Il est las d’avoir vu les Déesses sans voiles
Et d’avoir caressé les blancheurs des Étoiles,
Et d’avoir longtemps bu, près des Amaryllis,
Les larmes de la Nuit dans la coupe des lys,
Et de s’être endormi, dans les apothéoses,
Sur des lèvres en fleur pareilles à des roses.
Désir, ce dieu superbe au fulgurant essor,
Dont les ailes fuyaient dans la lumière d’or
Et devant qui Psyché balbutiait, ravie,
Sur le comptoir de zinc a bu de l’eau-de-vie.
Lui qui faisait pleurer de tendresse les loups,
Il trébuche dans l’ombre avec des hoquets fous.
Son pied, déjà tremblant, dans le ruisseau barbote;
Il est ivre; il a mis sur son dos une hotte,
Et sous ses haillons vils, comme un vieux chargé d’ans,
Il marche tout courbé, le brûle-gueule aux dents.

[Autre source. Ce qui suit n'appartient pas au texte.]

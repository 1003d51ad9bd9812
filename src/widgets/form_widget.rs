use crate::app::Effect;
use crate::forms::{FieldKind, Form, Schema, SubmitEvent};
use crate::widgets::form::{draw_form, FormView, OPTIONS_VISIBLE};
use crossterm::event::KeyCode;
use ratatui::prelude::*;
use std::sync::Arc;

#[derive(Clone, Copy, Debug, PartialEq, Eq)]
pub enum SubmitTrigger {
    Button,
    Shortcut,
}

/// Submit event produced by the sign-up screen.
#[derive(Clone, Debug, PartialEq, Eq)]
pub struct FormSubmit {
    pub trigger: SubmitTrigger,
    pub default_prevented: bool,
}

impl FormSubmit {
    pub fn new(trigger: SubmitTrigger) -> Self {
        Self {
            trigger,
            default_prevented: false,
        }
    }
}

impl SubmitEvent for FormSubmit {
    fn prevent_default(&mut self) {
        self.default_prevented = true;
    }
}

pub struct FormWidget {
    pub form: Form<FormSubmit>,
    pub view: FormView,
}

impl FormWidget {
    pub fn new<F>(title: impl Into<String>, schema: Arc<Schema>, on_submit: F) -> Self
    where
        F: FnMut(FormSubmit) + Send + 'static,
    {
        Self {
            form: Form::new(schema, on_submit),
            view: FormView::new(title),
        }
    }

    fn field_count(&self) -> usize {
        self.form.schema().len()
    }

    fn selected_field(&self) -> Option<(String, FieldKind)> {
        self.form
            .schema()
            .fields()
            .get(self.view.selected)
            .map(|d| (d.name.clone(), d.kind.clone()))
    }

    /// Validates through the engine. A rejection becomes an error toast; an
    /// accepted form reaches the app through the submit handler.
    pub fn submit(&mut self, trigger: SubmitTrigger) -> Vec<Effect> {
        if self.view.loading {
            return Vec::new();
        }
        self.view.editing = false;
        match self.form.submit(FormSubmit::new(trigger)) {
            Ok(()) => Vec::new(),
            Err(e) => vec![Effect::ShowToast {
                text: e.to_string(),
                level: crate::ui::ToastLevel::Error,
                seconds: 3,
            }],
        }
    }

    /// Resets values after a finished submission or a Clear press.
    pub fn clear(&mut self) {
        self.form.clear();
        self.view.editing = false;
        self.view.cursor = 0;
        self.view.offset = 0;
    }

    /// Replaces the field list. A different `Arc` discards every value.
    pub fn set_schema(&mut self, schema: Arc<Schema>) {
        self.form.set_schema(schema);
        self.view.selected = 0;
        self.view.editing = false;
        self.view.cursor = 0;
        self.view.offset = 0;
    }

    /// Form values as text; passwords are masked.
    pub fn copy_text(&self) -> String {
        self.form
            .values()
            .into_iter()
            .map(|(name, v)| {
                let v = v.unwrap_or("");
                let secret = self
                    .form
                    .field(name)
                    .is_some_and(|st| st.kind == FieldKind::Password);
                let shown = if secret {
                    crate::widgets::form::mask(v)
                } else {
                    v.to_string()
                };
                format!("{name}: {shown}")
            })
            .collect::<Vec<_>>()
            .join("\n")
    }

    fn open_select(&mut self, options: &[String], current: Option<&str>) {
        self.view.cursor = current
            .and_then(|c| options.iter().position(|o| o == c))
            .unwrap_or(0);
        self.view.offset = self.view.cursor.saturating_sub(OPTIONS_VISIBLE - 1);
        self.view.editing = true;
    }

    fn choose(&mut self, name: &str, value: Option<String>) {
        if let Err(e) = self.form.on_change(name, value) {
            tracing::warn!(error = %e, "change dispatch failed");
        }
    }

    fn cycle_option(&mut self, name: &str, options: &[String], forward: bool) {
        if options.is_empty() {
            return;
        }
        let cur = self
            .form
            .value(name)
            .and_then(|v| options.iter().position(|o| o == v));
        let next = match (cur, forward) {
            (None, true) => 0,
            (None, false) => options.len() - 1,
            (Some(i), true) => (i + 1) % options.len(),
            (Some(0), false) => options.len() - 1,
            (Some(i), false) => i - 1,
        };
        self.choose(name, Some(options[next].clone()));
    }
}

impl crate::widgets::Widget for FormWidget {
    fn render(&mut self, f: &mut Frame, area: Rect, focused: bool, tick: u64) {
        let cursor_on = tick % 2 == 0;
        draw_form(f, area, &self.form, &self.view, focused, cursor_on);
    }

    fn on_key(&mut self, key: KeyCode) -> Vec<Effect> {
        let mut effects: Vec<Effect> = Vec::new();
        let count = self.field_count();
        let submit_idx = FormView::submit_idx(count);
        let clear_idx = FormView::clear_idx(count);
        match key {
            KeyCode::Up => {
                if self.view.editing {
                    if let Some((_, FieldKind::Select { .. })) = self.selected_field() {
                        if self.view.cursor > 0 {
                            self.view.cursor -= 1;
                        }
                        if self.view.cursor < self.view.offset {
                            self.view.offset = self.view.cursor;
                        }
                    }
                } else if self.view.selected > 0 {
                    self.view.selected -= 1;
                }
            }
            KeyCode::Down => {
                if self.view.editing {
                    if let Some((_, FieldKind::Select { options })) = self.selected_field() {
                        if self.view.cursor + 1 < options.len() {
                            self.view.cursor += 1;
                        }
                        if self.view.cursor >= self.view.offset + OPTIONS_VISIBLE {
                            self.view.offset = self.view.cursor + 1 - OPTIONS_VISIBLE;
                        }
                    }
                } else if self.view.selected < clear_idx {
                    self.view.selected += 1;
                }
            }
            KeyCode::Left | KeyCode::Right => {
                let forward = key == KeyCode::Right;
                match self.selected_field() {
                    Some((name, kind)) if !kind.is_text_like() => {
                        let options = kind.options();
                        if self.view.editing {
                            let pick = options.get(self.view.cursor).cloned();
                            self.choose(&name, pick);
                            self.view.editing = false;
                        } else {
                            self.cycle_option(&name, options, forward);
                        }
                    }
                    Some(_) => {}
                    None => {
                        self.view.selected = if forward { clear_idx } else { submit_idx };
                    }
                }
            }
            KeyCode::Enter => {
                if self.view.selected == submit_idx {
                    effects.extend(self.submit(SubmitTrigger::Button));
                } else if self.view.selected == clear_idx {
                    self.clear();
                    effects.push(Effect::ShowToast {
                        text: "Cleared".into(),
                        level: crate::ui::ToastLevel::Info,
                        seconds: 2,
                    });
                } else if let Some((name, kind)) = self.selected_field() {
                    match kind {
                        FieldKind::Select { options } => {
                            if self.view.editing {
                                let pick = options.get(self.view.cursor).cloned();
                                self.choose(&name, pick);
                                self.view.editing = false;
                            } else {
                                let current = self.form.value(&name).map(str::to_string);
                                self.open_select(&options, current.as_deref());
                            }
                        }
                        _ => {
                            self.view.editing = !self.view.editing;
                        }
                    }
                }
            }
            KeyCode::Backspace => {
                if self.view.editing {
                    if let Some((name, kind)) = self.selected_field() {
                        if kind.is_text_like() {
                            let mut s = self.form.value(&name).unwrap_or("").to_string();
                            if s.pop().is_some() {
                                self.choose(&name, Some(s));
                            }
                        }
                    }
                }
            }
            KeyCode::Delete => {
                // Delete on a closed select drops the choice
                if !self.view.editing {
                    if let Some((name, FieldKind::Select { .. })) = self.selected_field() {
                        self.choose(&name, None);
                    }
                }
            }
            KeyCode::Esc => {
                self.view.editing = false;
            }
            KeyCode::Char(c) => {
                if self.view.editing {
                    let desc = self.form.schema().fields().get(self.view.selected).cloned();
                    if let Some(desc) = desc.filter(|d| d.kind.is_text_like()) {
                        let mut s = self.form.value(&desc.name).unwrap_or("").to_string();
                        if desc.accepts_more(&s) {
                            s.push(c);
                            self.choose(&desc.name, Some(s));
                        }
                    }
                }
            }
            _ => {}
        }
        effects
    }
}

En traîneur de savate, il va, sous le ciel terne,
Tenant en main son noir crochet et sa lanterne.
Il a caché tout l’or de son front crespelé
Sous la casquette molle, et comme un chien pelé
Qui remâche des os et des carcasses dures,
Il cherche son régal parmi les tas d’ordures.
Jeudi, 9 octobre 1884.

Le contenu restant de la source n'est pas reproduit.